In Adelaide, Gojak's immigrant parents were active in the Catholic Slovenian and Croatian community. Mira has said that she felt she grew up in two different cultural and social worlds. Her mother wanted her to be a doctor, and Mira achieved First Class Honours and a Bachelor of Science in Zoology and animal behaviour Psychology, but Mira found during practical work that she was not happy in the world of zoology. She began to think that art would give her freedom so she went to Melbourne to study Art.

In 1989, she finished an advanced Certificate in Art and Design at Prahran TAFE, Melbourne. In 1990, she matriculated at the Victorian College of the Arts, Melbourne, where she graduated in 1992 with a Bachelor of Fine Arts (Painting). From 2014, she began work on a PhD at Monash University in Caufield, Victoria Her skills have been recognized by grants, prizes and residencies. In 2004, she received an Arts Victoria Art Development Grant for $10,000. From 2004 to 2006, Mira was a studio artist at the Gertrude Street Contemporary Art Spaces in Melbourne. In 2011, she received an Arts Victoria Grant for $12,500 and in 2014, she received another Grant for an exhibition as a Studio Artist at Gertrude Street Contemporary Art Spaces.

In 2005, she won the Maddock's Art Prize, from the Australia Council for the Arts. This prize is granted every two years go emerging artists, and is sponsored by the Maddock law firm.

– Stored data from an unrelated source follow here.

//! Newline-delimited JSON framing.
//!
//! Every message is one compact JSON document followed by `\n`. Framing is by
//! delimiter only, so the decoder carries nothing between reads except the
//! bytes of an incomplete trailing line.
//!
//! Malformed lines are dropped (and logged) rather than returned as errors: a
//! single bad line from the worker must not stall the stream.

use std::io;
use std::marker::PhantomData;

use serde::{Serialize, de::DeserializeOwned};
use serde_json::Value;
use tokio_util::bytes::{BufMut, Bytes, BytesMut};
use tokio_util::codec::{Decoder, Encoder};

use super::protocol::Request;
use crate::error::BridgeError;

/// Serialize a request to one newline-terminated line.
pub fn encode(request: &Request) -> Result<Bytes, BridgeError> {
    let mut line = serde_json::to_vec(request)?;
    line.push(b'\n');
    tracing::trace!(
        request_id = %request.id,
        line_bytes = line.len(),
        "Encoded request"
    );
    Ok(Bytes::from(line))
}

/// Convert typed params to a JSON value.
///
/// NaN and infinities fail with `Encoding` instead of silently becoming `null`.
pub fn to_params<P: Serialize + ?Sized>(params: &P) -> Result<Value, BridgeError> {
    super::finite::ensure_finite(params)?;
    Ok(serde_json::to_value(params)?)
}

/// Append `incoming` to `buffer` and extract every complete line as a JSON object.
///
/// Whatever follows the last `\n` stays in `buffer` for the next call. Lines that
/// are blank, not valid JSON, or not a JSON object are skipped.
pub fn decode(buffer: &mut BytesMut, incoming: &[u8]) -> Vec<Value> {
    buffer.extend_from_slice(incoming);

    let mut messages = Vec::new();
    while let Some(line) = next_line(buffer) {
        match parse_line::<Value>(&line) {
            Some(value) if value.is_object() => messages.push(value),
            Some(_) => {
                tracing::warn!(line_bytes = line.len(), "Dropping non-object line from worker");
            }
            None => {}
        }
    }
    messages
}

/// Split the next complete line off the front of `buffer`, without its terminator.
///
/// A trailing `\r` is stripped as well. Returns `None` when no `\n` is buffered.
fn next_line(buffer: &mut BytesMut) -> Option<BytesMut> {
    let newline = buffer.iter().position(|b| *b == b'\n')?;
    let mut line = buffer.split_to(newline + 1);
    line.truncate(newline);
    if line.last() == Some(&b'\r') {
        line.truncate(line.len() - 1);
    }
    Some(line)
}

fn parse_line<T: DeserializeOwned>(line: &[u8]) -> Option<T> {
    if line.iter().all(u8::is_ascii_whitespace) {
        return None;
    }
    match serde_json::from_slice(line) {
        Ok(item) => Some(item),
        Err(e) => {
            let err = BridgeError::Decoding(e.to_string());
            tracing::warn!(line_bytes = line.len(), error = %err, "Dropping malformed line");
            None
        }
    }
}

/// `tokio_util` codec for newline-delimited JSON over any AsyncRead/AsyncWrite.
///
/// Used by the worker side of the protocol, where a typed `FramedRead` is more
/// convenient than feeding raw chunks.
pub struct JsonLineCodec<T> {
    _phantom: PhantomData<T>,
}

impl<T> Default for JsonLineCodec<T> {
    fn default() -> Self {
        Self::new()
    }
}

impl<T> JsonLineCodec<T> {
    pub fn new() -> Self {
        Self {
            _phantom: PhantomData,
        }
    }
}

impl<T: DeserializeOwned> Decoder for JsonLineCodec<T> {
    type Item = T;
    type Error = io::Error;

    fn decode(&mut self, src: &mut BytesMut) -> Result<Option<Self::Item>, Self::Error> {
        while let Some(line) = next_line(src) {
            if let Some(item) = parse_line(&line) {
                return Ok(Some(item));
            }
        }
        Ok(None)
    }

    fn decode_eof(&mut self, src: &mut BytesMut) -> Result<Option<Self::Item>, Self::Error> {
        if let Some(item) = self.decode(src)? {
            return Ok(Some(item));
        }
        // Unterminated final line: try it once, then discard.
        let rest = src.split();
        Ok(parse_line(&rest))
    }
}

impl<T: Serialize> Encoder<T> for JsonLineCodec<T> {
    type Error = io::Error;

    fn encode(&mut self, item: T, dst: &mut BytesMut) -> Result<(), Self::Error> {
        let json =
            serde_json::to_vec(&item).map_err(|e| io::Error::new(io::ErrorKind::InvalidData, e))?;
        dst.reserve(json.len() + 1);
        dst.put_slice(&json);
        dst.put_u8(b'\n');
        Ok(())
    }
}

In 2012, her work was included in 101 Contemporary Australian Artists, published by the National Gallery of Victoria.

In 2014, Mira spent several months in Barcelona, where she photographed the sky enclosed by her studio window and crisscrossed with aeroplane vapour trails. The photographs became the seeds for the series of blue yarn works she exhibited in 2016.

== Works ==
Her sculptures, which often include colour, are like her drawings on paper that are only in black-and-white. Mira admits that if she finds herself tiring on one medium, she begins to work on the other.

Her works are very linear in both drawing and sculpture. When asked what attributes of line were important, she replied:
"Fluidity and movement, the ability to scramble fixed boundaries, by eradicating boundaries or making them permeable or resetting and clarifying the boundary itself."She has also used yarn and wound it to create a mass of line, suggesting a line of great distance, that is wrapped around parts of linear sculptures.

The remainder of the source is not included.